### What you are asked to do
Could you print only the lines from the one containing "Duration, reply_to: ReplyChannel)" through the end of the listing below, unchanged?

### Input data

◆ ◆ ◆

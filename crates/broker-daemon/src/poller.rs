//! Periodic full-state polling.
//!
//! Every tick opens a fresh session and sends it a terminal-tagged
//! AskAllUpdates. Ticks never wait for the previous poll's session to close,
//! so several polling sessions may be outstanding at once.

use crate::broker::Broker;
use crate::session::{Envelope, ReplyChannel};
use broker_core::{Request, SessionId};
use std::time::Duration;
use tokio::task::JoinHandle;
use tokio::time::{interval, MissedTickBehavior};
use tracing::{debug, info, warn};

/// Handle to a running polling task. The task stops when this is dropped.
pub struct Poller {
    task: JoinHandle<()>,
}

impl Poller {
    /// Start polling `broker` every `period`, with replies going to `reply_to`.
    ///
    /// The first poll fires immediately. Polling stops on its own once the
    /// receiver behind `reply_to` is dropped.
    pub fn spawn(broker: Broker, period: Duration, reply_to: ReplyChannel) -> Self {
        let task = tokio::spawn(async move {
            let mut ticker = interval(period);
            ticker.set_missed_tick_behavior(MissedTickBehavior::Delay);
            info!("Polling every {:?}", period);

            loop {
                ticker.tick().await;
                if reply_to.is_closed() {
                    debug!("Poll reply channel closed, stopping poller");
                    break;
                }
                poll_once(&broker, &reply_to).await;
            }
        });

        Self { task }
    }

    pub fn is_finished(&self) -> bool {
        self.task.is_finished()
    }
}

impl Drop for Poller {
    fn drop(&mut self) {
        self.task.abort();
    }
}

/// Issue one AskAllUpdates through a fresh self-terminating session.
///
/// Returns the session used, or `None` if no session could be opened or it
/// refused the request.
pub async fn poll_once(broker: &Broker, reply_to: &ReplyChannel) -> Option<SessionId> {
    let session = match broker.open_session() {
        Ok(session) => session,
        Err(e) => {
            warn!("Skipping poll: {}", e);
            return None;
        }
    };

    let id = session.id();
    let envelope = Envelope::new(Request::AskAllUpdates)
        .reply_to(reply_to.clone())
        .terminal(id);

    if session.send(envelope).await {
        debug!("Poll issued on session {}", id);
        Some(id)
    } else {
        // Never reached the worker, so nobody else will reclaim it
        broker.close_session(id);
        None
    }
}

◆ ◆ ◆

### Answer for the task
    pub fn spawn(broker: Broker, period: Duration, reply_to: ReplyChannel) -> Self {
        let task = tokio::spawn(async move {
            let mut ticker = interval(period);
            ticker.set_missed_tick_behavior(MissedTickBehavior::Delay);
            info!("Polling every {:?}", period);

            loop {
                ticker.tick().await;
                if reply_to.is_closed() {
                    debug!("Poll reply channel closed, stopping poller");
                    break;
                }
                poll_once(&broker, &reply_to).await;
            }
        });

        Self { task }
    }

    pub fn is_finished(&self) -> bool {
        self.task.is_finished()
    }
}

impl Drop for Poller {
    fn drop(&mut self) {
        self.task.abort();
    }
}

/// Issue one AskAllUpdates through a fresh self-terminating session.
///
/// Returns the session used, or `None` if no session could be opened or it
/// refused the request.
pub async fn poll_once(broker: &Broker, reply_to: &ReplyChannel) -> Option<SessionId> {
    let session = match broker.open_session() {
        Ok(session) => session,
        Err(e) => {
            warn!("Skipping poll: {}", e);
            return None;
        }
    };

    let id = session.id();
    let envelope = Envelope::new(Request::AskAllUpdates)
        .reply_to(reply_to.clone())
        .terminal(id);

    if session.send(envelope).await {
        debug!("Poll issued on session {}", id);
        Some(id)
    } else {
        // Never reached the worker, so nobody else will reclaim it
        broker.close_session(id);
        None
    }
}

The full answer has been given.